▸ **ACTIVITY**: Every line below that includes the word "DateTime" needs to be copied.

▸ **DATA FOR ANALYSIS**:
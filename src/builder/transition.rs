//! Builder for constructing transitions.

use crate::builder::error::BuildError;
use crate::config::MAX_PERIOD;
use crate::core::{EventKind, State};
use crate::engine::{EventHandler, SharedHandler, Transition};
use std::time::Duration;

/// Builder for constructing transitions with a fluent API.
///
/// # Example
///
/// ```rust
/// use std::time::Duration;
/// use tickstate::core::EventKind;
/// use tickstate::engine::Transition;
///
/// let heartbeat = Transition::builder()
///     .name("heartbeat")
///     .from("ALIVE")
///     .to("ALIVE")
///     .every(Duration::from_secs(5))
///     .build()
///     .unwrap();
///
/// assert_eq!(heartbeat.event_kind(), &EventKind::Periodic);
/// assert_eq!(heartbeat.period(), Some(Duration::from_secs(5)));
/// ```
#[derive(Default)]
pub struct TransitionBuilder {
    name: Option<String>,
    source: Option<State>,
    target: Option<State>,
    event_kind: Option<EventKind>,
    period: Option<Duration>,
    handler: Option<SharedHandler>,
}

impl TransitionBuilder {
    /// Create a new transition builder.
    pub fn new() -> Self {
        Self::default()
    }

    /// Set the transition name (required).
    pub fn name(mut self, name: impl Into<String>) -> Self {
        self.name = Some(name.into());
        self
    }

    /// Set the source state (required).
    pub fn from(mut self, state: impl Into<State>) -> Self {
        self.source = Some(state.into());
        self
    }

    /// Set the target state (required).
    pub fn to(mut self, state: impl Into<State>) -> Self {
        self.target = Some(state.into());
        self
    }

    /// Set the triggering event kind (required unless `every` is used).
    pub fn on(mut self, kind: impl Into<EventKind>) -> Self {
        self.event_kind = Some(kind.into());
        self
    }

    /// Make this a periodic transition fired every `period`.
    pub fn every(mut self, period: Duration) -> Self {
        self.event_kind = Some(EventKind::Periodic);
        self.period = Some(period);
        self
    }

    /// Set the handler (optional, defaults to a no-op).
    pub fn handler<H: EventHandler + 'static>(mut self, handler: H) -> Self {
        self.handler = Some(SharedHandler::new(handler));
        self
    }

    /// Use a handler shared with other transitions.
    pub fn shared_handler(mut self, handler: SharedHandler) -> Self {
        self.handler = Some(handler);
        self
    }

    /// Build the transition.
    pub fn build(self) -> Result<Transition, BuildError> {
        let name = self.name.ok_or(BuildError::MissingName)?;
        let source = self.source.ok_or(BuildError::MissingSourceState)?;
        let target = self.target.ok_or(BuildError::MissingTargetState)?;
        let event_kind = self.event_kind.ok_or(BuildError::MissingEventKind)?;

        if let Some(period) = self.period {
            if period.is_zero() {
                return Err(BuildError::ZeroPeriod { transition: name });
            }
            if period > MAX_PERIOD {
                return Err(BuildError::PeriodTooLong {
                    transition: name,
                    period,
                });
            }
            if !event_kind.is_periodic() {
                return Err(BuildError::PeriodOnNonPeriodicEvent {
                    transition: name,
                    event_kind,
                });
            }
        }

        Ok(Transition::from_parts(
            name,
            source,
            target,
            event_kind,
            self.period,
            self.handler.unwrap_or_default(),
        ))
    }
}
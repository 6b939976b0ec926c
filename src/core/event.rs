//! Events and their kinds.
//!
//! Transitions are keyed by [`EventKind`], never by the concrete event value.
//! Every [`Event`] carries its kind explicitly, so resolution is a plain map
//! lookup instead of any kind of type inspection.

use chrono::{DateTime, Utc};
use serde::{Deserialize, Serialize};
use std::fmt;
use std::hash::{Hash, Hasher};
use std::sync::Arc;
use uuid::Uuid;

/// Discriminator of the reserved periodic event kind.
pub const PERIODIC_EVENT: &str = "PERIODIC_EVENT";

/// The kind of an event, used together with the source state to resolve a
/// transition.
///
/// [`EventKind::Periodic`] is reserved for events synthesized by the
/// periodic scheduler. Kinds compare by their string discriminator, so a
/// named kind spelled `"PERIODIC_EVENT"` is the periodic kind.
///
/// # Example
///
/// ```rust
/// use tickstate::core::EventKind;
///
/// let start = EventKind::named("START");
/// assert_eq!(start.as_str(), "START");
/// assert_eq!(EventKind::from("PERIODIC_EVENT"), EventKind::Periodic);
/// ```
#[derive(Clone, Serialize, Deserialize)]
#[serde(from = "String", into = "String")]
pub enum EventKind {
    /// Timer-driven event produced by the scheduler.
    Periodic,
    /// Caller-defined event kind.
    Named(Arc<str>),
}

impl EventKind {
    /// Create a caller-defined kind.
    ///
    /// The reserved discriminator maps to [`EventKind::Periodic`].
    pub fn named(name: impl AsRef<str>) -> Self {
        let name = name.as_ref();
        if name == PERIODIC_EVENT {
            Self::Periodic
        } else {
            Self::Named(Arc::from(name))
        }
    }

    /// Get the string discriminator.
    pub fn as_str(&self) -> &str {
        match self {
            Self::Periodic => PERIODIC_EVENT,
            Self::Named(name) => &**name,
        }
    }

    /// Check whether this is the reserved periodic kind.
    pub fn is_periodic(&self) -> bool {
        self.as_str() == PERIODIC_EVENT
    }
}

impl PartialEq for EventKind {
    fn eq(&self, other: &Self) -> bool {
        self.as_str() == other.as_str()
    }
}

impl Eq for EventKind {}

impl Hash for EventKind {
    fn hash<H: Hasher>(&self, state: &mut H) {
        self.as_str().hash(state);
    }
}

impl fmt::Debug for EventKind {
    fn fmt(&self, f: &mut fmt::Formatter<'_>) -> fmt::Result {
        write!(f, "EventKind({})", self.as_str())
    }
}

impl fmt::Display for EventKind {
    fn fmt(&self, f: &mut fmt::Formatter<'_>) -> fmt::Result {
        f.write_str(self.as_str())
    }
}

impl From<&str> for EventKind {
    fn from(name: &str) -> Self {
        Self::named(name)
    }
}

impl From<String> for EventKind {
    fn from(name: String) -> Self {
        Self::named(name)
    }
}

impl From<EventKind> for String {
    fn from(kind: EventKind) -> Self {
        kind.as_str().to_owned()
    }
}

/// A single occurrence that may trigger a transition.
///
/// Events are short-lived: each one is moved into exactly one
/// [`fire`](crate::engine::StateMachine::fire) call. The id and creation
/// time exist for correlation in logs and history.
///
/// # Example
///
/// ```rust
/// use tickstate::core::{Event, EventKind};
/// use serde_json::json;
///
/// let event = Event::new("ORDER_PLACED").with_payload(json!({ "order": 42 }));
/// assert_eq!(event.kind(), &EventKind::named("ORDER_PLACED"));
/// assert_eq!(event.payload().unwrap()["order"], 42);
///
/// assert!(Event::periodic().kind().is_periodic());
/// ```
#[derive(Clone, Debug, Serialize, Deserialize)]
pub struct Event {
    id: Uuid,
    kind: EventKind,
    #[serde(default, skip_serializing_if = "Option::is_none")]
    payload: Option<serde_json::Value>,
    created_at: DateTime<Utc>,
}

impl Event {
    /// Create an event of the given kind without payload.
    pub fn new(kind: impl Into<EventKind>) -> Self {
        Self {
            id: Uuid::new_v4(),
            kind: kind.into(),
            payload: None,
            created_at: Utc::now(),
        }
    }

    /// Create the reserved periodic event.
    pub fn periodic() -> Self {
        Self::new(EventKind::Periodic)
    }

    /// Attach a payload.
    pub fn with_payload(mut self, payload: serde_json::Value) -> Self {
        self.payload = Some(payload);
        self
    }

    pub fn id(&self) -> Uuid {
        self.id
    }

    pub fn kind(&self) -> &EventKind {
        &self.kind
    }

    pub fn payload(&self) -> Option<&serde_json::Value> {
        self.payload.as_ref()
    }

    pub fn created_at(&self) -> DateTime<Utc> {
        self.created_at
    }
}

▸ **RESULT OF THIS EXERCISE**:
use chrono::{DateTime, Utc};
    created_at: DateTime<Utc>,
    pub fn created_at(&self) -> DateTime<Utc> {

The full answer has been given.